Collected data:
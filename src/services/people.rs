use std::collections::HashMap;
use uuid::Uuid;

use super::put_text;
use crate::database::models::{MembershipRow, Person, PersonCompany, PersonWithCompanies};
use crate::database::{ColumnSet, Database, DatabaseError, ScopedRepository};
use crate::error::ApiError;
use crate::validation::schemas::PersonFields;
use crate::validation::{NewPerson, PersonPatch};

#[derive(Clone)]
pub struct PersonService {
    db: Database,
}

impl PersonService {
    pub fn new(db: Database) -> Self {
        Self { db }
    }

    /// All of the owner's people by name, each with their company memberships.
    pub async fn list(&self, owner: Uuid) -> Result<Vec<PersonWithCompanies>, ApiError> {
        let mut conn = self.db.acquire().await?;
        let people = ScopedRepository::<Person>::new(owner).list(&mut conn).await?;

        let rows = sqlx::query_as::<_, MembershipRow>(
            r#"
            SELECT cp.person_id, cp.company_id, cp.role, cp.assigned_at, c.name AS company_name
            FROM company_people cp
            JOIN people p ON p.id = cp.person_id
            JOIN companies c ON c.id = cp.company_id
            WHERE p.user_id = $1
            ORDER BY cp.assigned_at ASC
            "#,
        )
        .bind(owner)
        .fetch_all(&mut *conn)
        .await
        .map_err(DatabaseError::from)?;

        Ok(attach_memberships(people, rows))
    }

    pub async fn get(&self, owner: Uuid, id: Uuid) -> Result<Person, ApiError> {
        let mut conn = self.db.acquire().await?;
        Ok(ScopedRepository::<Person>::new(owner).find(&mut conn, id).await?)
    }

    pub async fn create(&self, owner: Uuid, input: NewPerson) -> Result<Person, ApiError> {
        let mut columns = ColumnSet::new();
        columns.text("name", Some(input.name));
        person_columns(&mut columns, input.fields);

        let mut conn = self.db.acquire().await?;
        let person = ScopedRepository::<Person>::new(owner)
            .insert(&mut conn, &columns)
            .await?;

        tracing::info!(person_id = %person.id, user_id = %owner, "Person created");
        Ok(person)
    }

    pub async fn update(&self, owner: Uuid, id: Uuid, patch: PersonPatch) -> Result<Person, ApiError> {
        let mut columns = ColumnSet::new();
        if let Some(name) = patch.name {
            columns.text("name", Some(name));
        }
        person_columns(&mut columns, patch.fields);

        let mut conn = self.db.acquire().await?;
        let person = ScopedRepository::<Person>::new(owner)
            .update(&mut conn, id, &columns)
            .await?;

        tracing::info!(person_id = %person.id, user_id = %owner, "Person updated");
        Ok(person)
    }

    pub async fn delete(&self, owner: Uuid, id: Uuid) -> Result<(), ApiError> {
        let mut conn = self.db.acquire().await?;
        ScopedRepository::<Person>::new(owner).delete(&mut conn, id).await?;
        tracing::info!(person_id = %id, user_id = %owner, "Person deleted");
        Ok(())
    }
}

fn person_columns(columns: &mut ColumnSet, fields: PersonFields) {
    put_text(columns, "email", fields.email);
    put_text(columns, "linkedin_url", fields.linkedin_url);
    put_text(columns, "notes", fields.notes);
}

fn attach_memberships(people: Vec<Person>, rows: Vec<MembershipRow>) -> Vec<PersonWithCompanies> {
    let mut by_person: HashMap<Uuid, Vec<PersonCompany>> = HashMap::new();
    for row in rows {
        by_person.entry(row.person_id).or_default().push(row.into());
    }

    people
        .into_iter()
        .map(|person| {
            let companies = by_person.remove(&person.id).unwrap_or_default();
            PersonWithCompanies { person, companies }
        })
        .collect()
}

#[cfg(test)]
mod tests {
    use super::*;
    use chrono::Utc;

    fn person(name: &str) -> Person {
        let now = Utc::now();
        Person {
            id: Uuid::new_v4(),
            user_id: Uuid::new_v4(),
            name: name.to_string(),
            email: None,
            linkedin_url: None,
            notes: None,
            created_at: now,
            updated_at: now,
        }
    }

    #[test]
    fn memberships_attach_to_their_person_in_order() {
        let jane = person("Jane");
        let john = person("John");
        let acme = Uuid::new_v4();
        let globex = Uuid::new_v4();
        let row = |person_id, company_id, name: &str| MembershipRow {
            person_id,
            company_id,
            role: None,
            assigned_at: Utc::now(),
            company_name: name.to_string(),
        };

        let listed = attach_memberships(
            vec![jane.clone(), john.clone()],
            vec![row(jane.id, acme, "Acme"), row(jane.id, globex, "Globex")],
        );

        assert_eq!(listed.len(), 2);
        assert_eq!(listed[0].person.name, "Jane");
        let names: Vec<_> = listed[0].companies.iter().map(|c| c.company.name.as_str()).collect();
        assert_eq!(names, vec!["Acme", "Globex"]);
        assert!(listed[1].companies.is_empty());

        let json = serde_json::to_value(&listed[0]).unwrap();
        assert_eq!(json["name"], "Jane");
        assert_eq!(json["companies"][0]["companyId"], acme.to_string());
        assert_eq!(json["companies"][0]["company"]["name"], "Acme");
    }
}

Try it:
Repeat, word for word, all of the data shown above.

Your solution:
filename src/services/people.rs
use std::collections::HashMap;
use uuid::Uuid;

use super::put_text;
use crate::database::models::{MembershipRow, Person, PersonCompany, PersonWithCompanies};
use crate::database::{ColumnSet, Database, DatabaseError, ScopedRepository};
use crate::error::ApiError;
use crate::validation::schemas::PersonFields;
use crate::validation::{NewPerson, PersonPatch};

#[derive(Clone)]
pub struct PersonService {
    db: Database,
}

impl PersonService {
    pub fn new(db: Database) -> Self {
        Self { db }
    }

    /// All of the owner's people by name, each with their company memberships.
    pub async fn list(&self, owner: Uuid) -> Result<Vec<PersonWithCompanies>, ApiError> {
        let mut conn = self.db.acquire().await?;
        let people = ScopedRepository::<Person>::new(owner).list(&mut conn).await?;

        let rows = sqlx::query_as::<_, MembershipRow>(
            r#"
            SELECT cp.person_id, cp.company_id, cp.role, cp.assigned_at, c.name AS company_name
            FROM company_people cp
            JOIN people p ON p.id = cp.person_id
            JOIN companies c ON c.id = cp.company_id
            WHERE p.user_id = $1
            ORDER BY cp.assigned_at ASC
            "#,
        )
        .bind(owner)
        .fetch_all(&mut *conn)
        .await
        .map_err(DatabaseError::from)?;

        Ok(attach_memberships(people, rows))
    }

    pub async fn get(&self, owner: Uuid, id: Uuid) -> Result<Person, ApiError> {
        let mut conn = self.db.acquire().await?;
        Ok(ScopedRepository::<Person>::new(owner).find(&mut conn, id).await?)
    }

    pub async fn create(&self, owner: Uuid, input: NewPerson) -> Result<Person, ApiError> {
        let mut columns = ColumnSet::new();
        columns.text("name", Some(input.name));
        person_columns(&mut columns, input.fields);

        let mut conn = self.db.acquire().await?;
        let person = ScopedRepository::<Person>::new(owner)
            .insert(&mut conn, &columns)
            .await?;

        tracing::info!(person_id = %person.id, user_id = %owner, "Person created");
        Ok(person)
    }

    pub async fn update(&self, owner: Uuid, id: Uuid, patch: PersonPatch) -> Result<Person, ApiError> {
        let mut columns = ColumnSet::new();
        if let Some(name) = patch.name {
            columns.text("name", Some(name));
        }
        person_columns(&mut columns, patch.fields);

        let mut conn = self.db.acquire().await?;
        let person = ScopedRepository::<Person>::new(owner)
            .update(&mut conn, id, &columns)
            .await?;

        tracing::info!(person_id = %person.id, user_id = %owner, "Person updated");
        Ok(person)
    }

    pub async fn delete(&self, owner: Uuid, id: Uuid) -> Result<(), ApiError> {
        let mut conn = self.db.acquire().await?;
        ScopedRepository::<Person>::new(owner).delete(&mut conn, id).await?;
        tracing::info!(person_id = %id, user_id = %owner, "Person deleted");
        Ok(())
    }
}

fn person_columns(columns: &mut ColumnSet, fields: PersonFields) {
    put_text(columns, "email", fields.email);
    put_text(columns, "linkedin_url", fields.linkedin_url);
    put_text(columns, "notes", fields.notes);
}

fn attach_memberships(people: Vec<Person>, rows: Vec<MembershipRow>) -> Vec<PersonWithCompanies> {
    let mut by_person: HashMap<Uuid, Vec<PersonCompany>> = HashMap::new();
    for row in rows {
        by_person.entry(row.person_id).or_default().push(row.into());
    }

    people
        .into_iter()
        .map(|person| {
            let companies = by_person.remove(&person.id).unwrap_or_default();
            PersonWithCompanies { person, companies }
        })
        .collect()
}

#[cfg(test)]
mod tests {
    use super::*;
    use chrono::Utc;

    fn person(name: &str) -> Person {
        let now = Utc::now();
        Person {
            id: Uuid::new_v4(),
            user_id: Uuid::new_v4(),
            name: name.to_string(),
            email: None,
            linkedin_url: None,
            notes: None,
            created_at: now,
            updated_at: now,
        }
    }

    #[test]
    fn memberships_attach_to_their_person_in_order() {
        let jane = person("Jane");
        let john = person("John");
        let acme = Uuid::new_v4();
        let globex = Uuid::new_v4();
        let row = |person_id, company_id, name: &str| MembershipRow {
            person_id,
            company_id,
            role: None,
            assigned_at: Utc::now(),
            company_name: name.to_string(),
        };

        let listed = attach_memberships(
            vec![jane.clone(), john.clone()],
            vec![row(jane.id, acme, "Acme"), row(jane.id, globex, "Globex")],
        );

        assert_eq!(listed.len(), 2);
        assert_eq!(listed[0].person.name, "Jane");
        let names: Vec<_> = listed[0].companies.iter().map(|c| c.company.name.as_str()).collect();
        assert_eq!(names, vec!["Acme", "Globex"]);
        assert!(listed[1].companies.is_empty());

        let json = serde_json::to_value(&listed[0]).unwrap();
        assert_eq!(json["name"], "Jane");
        assert_eq!(json["companies"][0]["companyId"], acme.to_string());
        assert_eq!(json["companies"][0]["company"]["name"], "Acme");
    }
}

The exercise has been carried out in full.